BUFFER_THRESHOLD_BYTES

Description

The BUFFER_THRESHOLD_BYTES configuration parameter defines the maximum amount of bytes that a single buffer can hold.

Default Value

The default value for the BUFFER_THRESHOLD_BYTES configuration parameter is 10485760 bytes, equivalent to 10 Megabytes (MB).

Example Values
  • BUFFER_THRESHOLD_BYTES=20971520 sets the maximum buffer size to 20MB. Increasing the buffer size can help with the ingestion of larger datasets but may consume more memory.
  • BUFFER_THRESHOLD_BYTES=5242880 sets the maximum buffer size to 5MB. Lowering the buffer size reduces memory usage but may slow down the data ingestion process as it requires more frequent buffer flushing.
Detailed Description

The BUFFER_THRESHOLD_BYTES configuration parameter is a critical setting that balances the performance and memory usage in the data ingestion process. It establishes the limit for the amount of data that Skippr will buffer before initiating a write to the desired output (i.e., datalakes, streams, and file systems).

As data is ingested into Skippr, it is initially stored in a buffer. Once the data in the buffer reaches the size defined by BUFFER_THRESHOLD_BYTES, Skippr will start the process of writing the buffered data to the output destination. This buffer and flush mechanism allows for efficient ingestion and data transfer, especially for large datasets or high-speed data streams.

Considerations
  1. Buffer Size and Memory Usage: A larger buffer size (set by a higher BUFFER_THRESHOLD_BYTES value) can ingest data more efficiently, reducing the need for frequent disk I/O operations. However, it also increases the application's memory footprint. Therefore, it's important to find a balance between performance and memory consumption based on your system's available resources.

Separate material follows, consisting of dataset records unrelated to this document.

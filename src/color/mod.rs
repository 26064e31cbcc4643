//! Colors used by the tokenizer and renderer.
//!
//! - [`Rgba`]: a plain 4-byte color value
//! - [`table`]: the fixed ANSI and 256-color lookup tables
//! - [`parse_color_option`]: resolves `--foreground`/`--background` values

pub mod table;

use std::fmt;
use std::str::FromStr;

use crate::error::Error;

pub use table::{ansi_color, palette256};

/// An RGBA color, 8 bits per channel.
#[derive(Debug, Clone, Copy, PartialEq, Eq, Hash, Default)]
pub struct Rgba {
    pub r: u8,
    pub g: u8,
    pub b: u8,
    pub a: u8,
}

impl Rgba {
    pub const BLACK: Rgba = Rgba::rgb(0, 0, 0);
    pub const RED: Rgba = Rgba::rgb(255, 0, 0);
    pub const GREEN: Rgba = Rgba::rgb(0, 255, 0);
    pub const YELLOW: Rgba = Rgba::rgb(255, 255, 0);
    pub const BLUE: Rgba = Rgba::rgb(0, 0, 255);
    pub const MAGENTA: Rgba = Rgba::rgb(255, 0, 255);
    pub const CYAN: Rgba = Rgba::rgb(0, 255, 255);
    pub const LIGHT_GRAY: Rgba = Rgba::rgb(211, 211, 211);
    pub const DARK_GRAY: Rgba = Rgba::rgb(169, 169, 169);
    pub const LIGHT_RED: Rgba = Rgba::rgb(255, 144, 144);
    pub const LIGHT_GREEN: Rgba = Rgba::rgb(144, 238, 144);
    pub const LIGHT_YELLOW: Rgba = Rgba::rgb(255, 255, 224);
    pub const LIGHT_BLUE: Rgba = Rgba::rgb(173, 216, 230);
    pub const LIGHT_MAGENTA: Rgba = Rgba::rgb(255, 224, 255);
    pub const LIGHT_CYAN: Rgba = Rgba::rgb(224, 255, 255);
    pub const WHITE: Rgba = Rgba::rgb(255, 255, 255);

    pub const fn new(r: u8, g: u8, b: u8, a: u8) -> Self {
        Self { r, g, b, a }
    }

    /// Opaque color.
    pub const fn rgb(r: u8, g: u8, b: u8) -> Self {
        Self::new(r, g, b, 255)
    }

    /// Look up one of the eight basic color names (case-insensitive).
    pub fn from_name(name: &str) -> Option<Self> {
        match name.to_lowercase().as_str() {
            "black" => Some(Self::BLACK),
            "red" => Some(Self::RED),
            "green" => Some(Self::GREEN),
            "yellow" => Some(Self::YELLOW),
            "blue" => Some(Self::BLUE),
            "magenta" => Some(Self::MAGENTA),
            "cyan" => Some(Self::CYAN),
            "white" => Some(Self::WHITE),
            _ => None,
        }
    }
}

impl From<Rgba> for image::Rgba<u8> {
    fn from(c: Rgba) -> Self {
        image::Rgba([c.r, c.g, c.b, c.a])
    }
}

impl fmt::Display for Rgba {
    fn fmt(&self, f: &mut fmt::Formatter<'_>) -> fmt::Result {
        write!(f, "{},{},{},{}", self.r, self.g, self.b, self.a)
    }
}

impl FromStr for Rgba {
    type Err = Error;

    fn from_str(s: &str) -> Result<Self, Self::Err> {
        parse_color_option(s)
    }
}

/// Resolve a color option value.
///
/// Accepts either a basic color name (`black`, `red`, `green`, `yellow`,
/// `blue`, `magenta`, `cyan`, `white`) or a comma separated `R,G,B,A`
/// quadruple of integers in `0..=255`.
pub fn parse_color_option(value: &str) -> Result<Rgba, Error> {
    if let Some(color) = Rgba::from_name(value) {
        return Ok(color);
    }

    let parts: Vec<&str> = value.split(',').collect();
    let [r, g, b, a] = parts.as_slice() else {
        return Err(Error::ColorFormat(value.to_string()));
    };

    let channel = |s: &str| {
        s.parse::<u8>()
            .map_err(|_| Error::ColorFormat(value.to_string()))
    };
    Ok(Rgba::new(channel(*r)?, channel(*g)?, channel(*b)?, channel(*a)?))
}
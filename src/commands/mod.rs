//! Command handlers for the textimg binary.

pub mod completions;
pub mod env;
pub mod render;

use anyhow::Result;

use textimg::cli::Cli;

/// Dispatch to the handler selected by the command line.
pub fn run(cli: Cli) -> Result<()> {
    if let Some(shell) = cli.completions {
        return completions::handle(shell);
    }
    if cli.environments {
        return env::handle();
    }
    render::handle(cli)
}
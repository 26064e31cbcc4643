//! Tokens produced from text with embedded color escape sequences.
//!
//! The [`tokenizer`] turns raw input into an ordered [`Tokens`] sequence of
//! color changes and text runs. The renderer walks that sequence once.

mod tokenizer;

use crate::color::Rgba;
use crate::text::display_width;

pub use tokenizer::tokenize;

/// The effect carried by a color token.
///
/// Only [`ColorType::Reset`], [`ColorType::Reverse`] and the foreground and
/// background variants change how pixels are painted. The other attributes
/// are recognized so they can be skipped cleanly.
#[derive(Debug, Clone, Copy, PartialEq, Eq)]
pub enum ColorType {
    Reset,
    Bold,
    Dim,
    Italic,
    Underline,
    Blink,
    RapidBlink,
    Reverse,
    Hide,
    Strikethrough,
    Foreground(Rgba),
    Background(Rgba),
}

impl ColorType {
    /// Attribute for an SGR parameter in `0..=9`.
    pub fn from_attribute(n: u32) -> Option<Self> {
        let attr = match n {
            0 => Self::Reset,
            1 => Self::Bold,
            2 => Self::Dim,
            3 => Self::Italic,
            4 => Self::Underline,
            5 => Self::Blink,
            6 => Self::RapidBlink,
            7 => Self::Reverse,
            8 => Self::Hide,
            9 => Self::Strikethrough,
            _ => return None,
        };
        Some(attr)
    }
}

/// A single unit of tokenized input.
#[derive(Debug, Clone, PartialEq, Eq)]
pub enum Token {
    /// Changes the active color state.
    Color(ColorType),
    /// A run of literal text, possibly spanning several lines.
    Text(String),
}

impl Token {
    pub fn text(s: impl Into<String>) -> Self {
        Self::Text(s.into())
    }

    pub fn foreground(color: Rgba) -> Self {
        Self::Color(ColorType::Foreground(color))
    }

    pub fn background(color: Rgba) -> Self {
        Self::Color(ColorType::Background(color))
    }

    pub fn reset() -> Self {
        Self::Color(ColorType::Reset)
    }
}

/// An ordered token sequence.
#[derive(Debug, Clone, Default, PartialEq, Eq)]
pub struct Tokens(Vec<Token>);

impl Tokens {
    pub fn new() -> Self {
        Self(Vec::new())
    }

    /// Append a token. Consecutive text runs are merged into one.
    pub fn push(&mut self, token: Token) {
        if let (Some(Token::Text(last)), Token::Text(text)) = (self.0.last_mut(), &token) {
            last.push_str(text);
            return;
        }
        self.0.push(token);
    }

    pub fn iter(&self) -> std::slice::Iter<'_, Token> {
        self.0.iter()
    }

    pub fn len(&self) -> usize {
        self.0.len()
    }

    pub fn is_empty(&self) -> bool {
        self.0.is_empty()
    }

    /// Concatenation of every text run, with color tokens dropped.
    pub fn plain_text(&self) -> String {
        self.0
            .iter()
            .filter_map(|t| match t {
                Token::Text(s) => Some(s.as_str()),
                Token::Color(_) => None,
            })
            .collect()
    }

    /// The plain text split into display lines.
    pub fn lines(&self) -> Vec<String> {
        self.plain_text().split('\n').map(str::to_string).collect()
    }

    /// Widest line, in terminal cells.
    pub fn max_line_width(&self) -> usize {
        self.plain_text()
            .split('\n')
            .map(display_width)
            .max()
            .unwrap_or(0)
    }
}

impl From<Vec<Token>> for Tokens {
    fn from(tokens: Vec<Token>) -> Self {
        let mut out = Tokens::new();
        for token in tokens {
            out.push(token);
        }
        out
    }
}

impl<'a> IntoIterator for &'a Tokens {
    type Item = &'a Token;
    type IntoIter = std::slice::Iter<'a, Token>;

    fn into_iter(self) -> Self::IntoIter {
        self.0.iter()
    }
}
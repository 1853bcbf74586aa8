//! Owner registry

use crate::multisig::error::MultisigError;
use serde::{Deserialize, Serialize};
use std::collections::BTreeSet;

/// Fixed set of owner addresses, established at initialization
#[derive(Clone, Debug, Default, Serialize, Deserialize, PartialEq)]
pub struct OwnerRegistry {
    owners: BTreeSet<String>,
}

impl OwnerRegistry {
    /// Build the registry from an already validated owner list
    pub(crate) fn from_owners(owners: &[String]) -> Self {
        Self {
            owners: owners.iter().cloned().collect(),
        }
    }

    pub fn is_owner(&self, address: &str) -> bool {
        self.owners.contains(address)
    }

    /// Fail with `NotOwner` unless `address` is registered
    pub fn require_owner(&self, address: &str) -> Result<(), MultisigError> {
        if self.is_owner(address) {
            Ok(())
        } else {
            Err(MultisigError::NotOwner(address.to_string()))
        }
    }

    pub fn len(&self) -> usize {
        self.owners.len()
    }

    pub fn is_empty(&self) -> bool {
        self.owners.is_empty()
    }

    /// Owners in address order
    pub fn iter(&self) -> impl Iterator<Item = &String> {
        self.owners.iter()
    }
}
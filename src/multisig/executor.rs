//! Execution gateway
//!
//! The engine never performs calls itself; it hands the stored call to a
//! `CallExecutor` and marks the record executed only if dispatch succeeds.

use crate::core::{Call, Felt};
use thiserror::Error;

/// Dispatch failures. Any of these aborts `execute_transaction`.
#[derive(Error, Debug)]
pub enum ExecutorError {
    #[error("Call to {target} rejected: {reason}")]
    Rejected { target: String, reason: String },
    #[error("IO error: {0}")]
    IoError(#[from] std::io::Error),
    #[error("Serialization error: {0}")]
    SerializationError(#[from] serde_json::Error),
}

/// Performs an external call and returns its raw result data
pub trait CallExecutor {
    fn dispatch(
        &mut self,
        target: &str,
        selector: &Felt,
        payload: &[Felt],
    ) -> Result<Vec<u8>, ExecutorError>;
}

/// In-memory gateway that records every dispatched call.
///
/// Returns the 32-byte call hash as result data.
#[derive(Debug, Default)]
pub struct RecordingExecutor {
    pub dispatched: Vec<Call>,
}

impl RecordingExecutor {
    pub fn new() -> Self {
        Self::default()
    }
}

impl CallExecutor for RecordingExecutor {
    fn dispatch(
        &mut self,
        target: &str,
        selector: &Felt,
        payload: &[Felt],
    ) -> Result<Vec<u8>, ExecutorError> {
        let call = Call::new(target, *selector, payload.to_vec());
        let result = call.hash().as_bytes().to_vec();
        self.dispatched.push(call);
        Ok(result)
    }
}
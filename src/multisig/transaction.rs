//! Call records stored in the transaction ledger

use crate::core::Call;
use chrono::{DateTime, Utc};
use serde::{Deserialize, Serialize};

/// Transaction identifier. Dense, starting at 1.
pub type TxId = u64;

/// Lifecycle status of a submitted transaction.
///
/// `Open` and `Executable` are the same stored state; they differ only by
/// comparing the live confirmation count against the threshold.
#[derive(Clone, Copy, Debug, Serialize, Deserialize, PartialEq, Eq)]
pub enum TxStatus {
    /// Waiting for more confirmations
    Open,
    /// Quorum reached, not yet executed
    Executable,
    /// Dispatched; terminal
    Executed,
}

/// A submitted call with its confirmation bookkeeping
#[derive(Clone, Debug, Serialize, Deserialize, PartialEq)]
pub struct CallRecord {
    pub call: Call,
    /// Number of distinct owners that confirmed
    pub confirmations: u32,
    pub executed: bool,
    /// Owner who submitted the call
    pub submitted_by: String,
    pub submitted_at: DateTime<Utc>,
    pub executed_at: Option<DateTime<Utc>>,
}

impl CallRecord {
    pub fn new(call: Call, submitted_by: String) -> Self {
        Self {
            call,
            confirmations: 0,
            executed: false,
            submitted_by,
            submitted_at: Utc::now(),
            executed_at: None,
        }
    }

    /// Equality with the threshold is enough
    pub fn has_quorum(&self, threshold: u32) -> bool {
        self.confirmations >= threshold
    }

    pub fn status(&self, threshold: u32) -> TxStatus {
        if self.executed {
            TxStatus::Executed
        } else if self.has_quorum(threshold) {
            TxStatus::Executable
        } else {
            TxStatus::Open
        }
    }

    pub(crate) fn mark_executed(&mut self) {
        self.executed = true;
        self.executed_at = Some(Utc::now());
    }
}

#[cfg(test)]
mod tests {
    use super::*;
    use crate::core::Felt;

    #[test]
    fn test_status_transitions() {
        let call = Call::new("target", Felt::from_name("ping"), vec![]);
        let mut record = CallRecord::new(call, "alice".to_string());

        assert_eq!(record.confirmations, 0);
        assert_eq!(record.status(2), TxStatus::Open);

        record.confirmations = 1;
        assert_eq!(record.status(2), TxStatus::Open);

        record.confirmations = 2;
        assert!(record.has_quorum(2));
        assert_eq!(record.status(2), TxStatus::Executable);

        record.mark_executed();
        assert_eq!(record.status(2), TxStatus::Executed);
        assert!(record.executed_at.is_some());
    }
}
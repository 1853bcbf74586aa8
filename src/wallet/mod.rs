//! Owner keystore: key files and request signing

pub mod wallet;

pub use wallet::{Wallet, WalletError, WalletManager};
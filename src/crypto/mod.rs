//! Cryptographic utilities
//!
//! This module provides:
//! - SHA-256 hashing
//! - ECDSA key management (secp256k1)
//! - Address derivation

pub mod hash;
pub mod keys;

pub use hash::{double_sha256, sha256};
pub use keys::{
    is_key_address, public_key_from_hex, public_key_to_address, sign_message, verify_signature, KeyError, KeyPair,
};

  2. Buffer Size and Data Latency: A smaller buffer size will result in more frequent writes to the output destination, which can increase data latency. If low latency is critical for your use case, you may want to consider increasing BUFFER_THRESHOLD_BYTES.

  3. System Load: Adjusting BUFFER_THRESHOLD_BYTES can have a significant impact on system load. More frequent writes to the output (due to a smaller buffer size) may increase CPU usage and I/O operations. Conversely, a larger buffer size can lead to less frequent but larger data transfers, which may also cause spikes in system load.

Remember, there is no one-size-fits-all value for BUFFER_THRESHOLD_BYTES. You should adjust this parameter based on your specific use case, the nature of your data, and your system's resources.